Wednesday, July 12, 2017

Champagne, caviar and a wine pairing principle

This is how normal people look when they're attending a free Champagne and caviar dinner. See how I look below
I got invited to a Champagne and caviar pairing dinner. I'm trying to cut back on winemaker dinners -- hard to maintain my girlish figure -- but come on, Champagne and caviar? I went; wouldn't you?

 The idea for the Taittinger Champagne folks was to show writers that, for whatever kind of caviar you might decide to indulge in, there's a fine Champagne pairing.

Most of the other writers were food people, with a travel writer or two. We learned a lot about caviar. I also learned something important about food and wine pairing that, like Dorothy in the Wizard of Oz, I guess I already knew, but let's talk about caviar first.

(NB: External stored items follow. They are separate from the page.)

use anyhow::Result;
use chrono::Local;

use crate::config::PipelineConfig;
use crate::models::{RemoteOutcome, RunStatus};
use crate::services::dashboard::build_dashboard;
use crate::services::pipeline::{summarize, RunReport};
use crate::services::{
    FailurePolicy, GoogleSheetsClient, NflStages, Notifier, Orchestrator, Publisher, SheetsClient,
    SmtpNotifier, Stage, StageRunner,
};
use crate::utils::{date_stamp, format_duration};

/// Sheets and email collaborators for whatever the environment configures.
/// A service-account key that cannot be loaded disables Sheets for the run.
fn build_publisher(config: &PipelineConfig) -> Publisher {
    let sheets: Option<Box<dyn SheetsClient>> =
        if config.output_sheet.is_some() || config.log_sheet.is_some() {
            match GoogleSheetsClient::from_key_file(&config.credentials_path) {
                Ok(client) => Some(Box::new(client)),
                Err(e) => {
                    tracing::error!("Google Sheets disabled: {}", e);
                    None
                }
            }
        } else {
            None
        };

    let notifier: Option<Box<dyn Notifier>> = config
        .email
        .clone()
        .map(|settings| Box::new(SmtpNotifier::new(settings)) as Box<dyn Notifier>);

    Publisher::new(config.clone(), sheets, notifier)
}

/// Run a single stage outside the orchestrator. No run-log row or email.
pub async fn run_stage(config: PipelineConfig, stage: Stage) -> Result<()> {
    let publisher = build_publisher(&config);
    let stages = NflStages::new(config, &publisher, date_stamp(Local::now()));

    println!("{} Running {} stage...", stage_icon(stage), stage);

    let started = std::time::Instant::now();
    match stages.run_stage(stage).await {
        Ok(summary) => {
            println!("✅ {} finished in {}: {}", stage, format_duration(started.elapsed()), summary);
            Ok(())
        }
        Err(e) => {
            println!("❌ {} failed after {}: {}", stage, format_duration(started.elapsed()), e);
            Err(e.into())
        }
    }
}

/// Run every stage in order, then record the run and send the notification.
pub async fn run_pipeline(config: PipelineConfig, policy: FailurePolicy) -> Result<()> {
    let publisher = build_publisher(&config);
    let stages = NflStages::new(config, &publisher, date_stamp(Local::now()));

    println!("🏈 Running NFL matchup pipeline ({:?} on failure)...", policy);

    let report = Orchestrator::new(&publisher, policy)
        .run(&stages, &Stage::ALL)
        .await;

    print_report(&report);

    match report.status {
        RunStatus::Success => Ok(()),
        RunStatus::Failed => anyhow::bail!(
            "pipeline failed: {}",
            report.error_message().unwrap_or_default()
        ),
    }
}

/// Render the run-log worksheet into `dashboard.html`.
pub async fn generate_dashboard(config: PipelineConfig) -> Result<()> {
    let Some(target) = config.log_sheet.as_ref() else {
        println!("❌ SPREADSHEET_ID_LOG is not set; there is no run log to read.");
        anyhow::bail!("run-log spreadsheet not configured");
    };
    let sheets = GoogleSheetsClient::from_key_file(&config.credentials_path)?;

    println!("📊 Building dashboard from '{}'...", target.worksheet);
    let output = config.dashboard_file();
    let dashboard = build_dashboard(&sheets, target, &output).await?;

    if dashboard.pipelines.is_empty() {
        println!("📭 The run log is empty.");
    }
    for pipeline in &dashboard.pipelines {
        println!(
            "   • {}: {} at {} ({})",
            pipeline.name, pipeline.status, pipeline.run_date, pipeline.duration
        );
    }
    println!("✅ Dashboard written to {} ({} runs)", output.display(), dashboard.logs.len());
    Ok(())
}

fn print_report(report: &RunReport) {
    println!("\n📋 Run summary:");
    for line in summarize(report).lines() {
        println!("   {}", line);
    }
    println!("\n📝 Run log: {}", outcome_label(&report.run_log));
    println!("📧 Email: {}", outcome_label(&report.email));

    match report.status {
        RunStatus::Success => println!("\n✅ Pipeline completed successfully!"),
        RunStatus::Failed => println!("\n❌ Pipeline failed."),
    }
}

fn outcome_label(outcome: &RemoteOutcome) -> String {
    match outcome {
        RemoteOutcome::Mirrored => "sent".to_string(),
        RemoteOutcome::Skipped(reason) => format!("skipped ({})", reason),
        RemoteOutcome::Failed(e) => format!("failed ({})", e),
    }
}

fn stage_icon(stage: Stage) -> &'static str {
    match stage {
        Stage::Schedule => "📅",
        Stage::Stats => "📥",
        Stage::Matchup => "🔗",
        Stage::Publish => "📤",
        Stage::Backup => "💾",
    }
}

#[cfg(test)]
mod tests {
    use super::*;

    #[test]
    fn test_outcome_label() {
        assert_eq!(outcome_label(&RemoteOutcome::Mirrored), "sent");
        assert_eq!(
            outcome_label(&RemoteOutcome::Skipped("email not configured".into())),
            "skipped (email not configured)"
        );
    }

    #[test]
    fn test_unconfigured_environment_builds_local_only_publisher() {
        let dir = tempfile::tempdir().unwrap();
        let config = PipelineConfig::new(dir.path());
        // No spreadsheet ids means the missing key file is never read.
        let publisher = build_publisher(&config);
        let table = crate::models::Table::new(vec!["Match ID".into()]);
        assert!(publisher.write_outputs(&table, "2024-09-26").is_ok());
    }
}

Best wine of the night. Order it here.
The caviar is best at the front of the egg sac, and gets progressively fattier toward the back of the egg sac. The salt content is about 3.4% throughout the sac, but the more expensive caviar at the front tastes saltier because it has less fat.

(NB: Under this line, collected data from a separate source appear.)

use async_trait::async_trait;
use lettre::message::header::ContentType;
use lettre::message::Mailbox;
use lettre::transport::smtp::authentication::Credentials;
use lettre::{AsyncSmtpTransport, AsyncTransport, Message, Tokio1Executor};

use crate::config::EmailSettings;
use crate::error::RemoteError;

pub const SUCCESS_SUBJECT: &str = "NFL Pipeline Success";
pub const FAILURE_SUBJECT: &str = "NFL Pipeline Failure";

/// One-shot plain-text notifications about a run's outcome.
#[async_trait]
pub trait Notifier: Send + Sync {
    async fn send(&self, subject: &str, body: &str) -> Result<(), RemoteError>;
}

pub struct SmtpNotifier {
    settings: EmailSettings,
}

impl SmtpNotifier {
    pub fn new(settings: EmailSettings) -> Self {
        Self { settings }
    }
}

#[async_trait]
impl Notifier for SmtpNotifier {
    async fn send(&self, subject: &str, body: &str) -> Result<(), RemoteError> {
        let from: Mailbox = self
            .settings
            .sender
            .parse()
            .map_err(|e| RemoteError::Mail(format!("invalid sender address: {}", e)))?;
        let to: Mailbox = self
            .settings
            .receiver
            .parse()
            .map_err(|e| RemoteError::Mail(format!("invalid receiver address: {}", e)))?;

        let message = Message::builder()
            .from(from)
            .to(to)
            .subject(subject)
            .header(ContentType::TEXT_PLAIN)
            .body(body.to_string())
            .map_err(|e| RemoteError::Mail(e.to_string()))?;

        let credentials =
            Credentials::new(self.settings.sender.clone(), self.settings.password.clone());
        let transport = AsyncSmtpTransport::<Tokio1Executor>::starttls_relay(&self.settings.smtp_host)
            .map_err(|e| RemoteError::Mail(e.to_string()))?
            .credentials(credentials)
            .build();

        transport
            .send(message)
            .await
            .map_err(|e| RemoteError::Mail(e.to_string()))?;

        tracing::info!("Email sent to {}: {}", self.settings.receiver, subject);
        Ok(())
    }
}

pub fn success_body(summary: &str) -> String {
    format!("The NFL pipeline completed successfully.\n\n{}", summary)
}

pub fn failure_body(error: &str, summary: &str) -> String {
    format!("The NFL pipeline failed.\n\nError: {}\n\n{}", error, summary)
}

#[cfg(test)]
mod tests {
    use super::*;

    #[test]
    fn test_failure_body_includes_error() {
        let body = failure_body("stats: no stat pages scraped", "Duration: 3.20s");
        assert!(body.contains("Error: stats: no stat pages scraped"));
        assert!(body.contains("Duration: 3.20s"));
    }

    #[test]
    fn test_success_body() {
        assert!(success_body("Duration: 1.00s").starts_with("The NFL pipeline completed successfully."));
    }
}
use chrono::{DateTime, Local};
use std::time::{Duration, SystemTime};

/// Date stamp used in output and backup names, e.g. `2024-09-26`.
pub fn date_stamp(now: DateTime<Local>) -> String {
    now.format("%Y-%m-%d").to_string()
}

/// Format a stage or run duration as seconds with two decimals.
pub fn format_duration(duration: Duration) -> String {
    format!("{:.2}s", duration.as_secs_f64())
}

/// Sheet name for a stat page: `df_` plus the last path segment with `-` → `_`,
/// cut to 31 chars.
pub fn sheet_name_from_url(url: &str) -> String {
    let identifier = url
        .trim_end_matches('/')
        .rsplit('/')
        .next()
        .unwrap_or(url)
        .split(['?', '#'])
        .next()
        .unwrap_or_default();

    format!("df_{}", identifier.replace('-', "_")).chars().take(31).collect()
}

/// Collapse runs of whitespace (including the newlines scraped pages put inside
/// cells) into single spaces.
pub fn clean_text(raw: &str) -> String {
    raw.split_whitespace().collect::<Vec<_>>().join(" ")
}

/// True when `modified` falls before `now - retention_days`.
pub fn is_older_than(modified: SystemTime, now: SystemTime, retention_days: u64) -> bool {
    let window = Duration::from_secs(retention_days.saturating_mul(86_400));
    match now.duration_since(modified) {
        Ok(age) => age > window,
        Err(_) => false, // modified in the future
    }
}

/// Format an optional rank average for tabular output.
pub fn format_average(avg: Option<f64>) -> String {
    match avg {
        Some(value) => {
            let rounded = format!("{:.2}", value);
            rounded.trim_end_matches('0').trim_end_matches('.').to_string()
        }
        None => String::new(),
    }
}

Osetra Royal, the priciest roe from Calvisius Caviar at $120 to $180 per ounce, comes from the front 10% of the egg sac. It's really good: rich yet only moderately salty, with a terrific long finish. I like the potent fishiness of Siberian caviar ($65 to $70 per ounce), but Osetra Royal is more elegant.

Russia, said John Knierim from Calvisius Caviar, actually has very little caviar left after years of overfishing. (Maybe this is why they're after our political system: to get our fish.) "Siberian" caviar is now a stylistic description like (heavy sigh) Maryland blue crabs. His company's caviar comes from Italy.

Knierim did not want to tell me how much money's worth of caviar I ate, and I really wanted to know. We got tiny little spoons with no seconds: about 3 grams of each, he finally said. Thus a little spoonful of Osetra Royal cost between $20 to $36, which puts it in perspective: it's the price of an entire entree while weighing about as much as the sauce I wipe off my mouth.

The small size of the portions made testing the pairings challenging, but I did my best. Everyone else ate the caviar they were given with the Champagne they were told it goes best with, and pronounced the pairings excellent. Me, I ate minute mini-dollops of fish roe, like I could see the individual eggs, so I could try the caviars with more than one Champagne.

We were given Taittinger Prélude Grands Cru Champagne NV with Osetra Classic caviar, the third-highest grade. The entry-level Champagne is nutty, soft and sweet on the finish; it works with the saltier entry-level caviars because of its sweetness.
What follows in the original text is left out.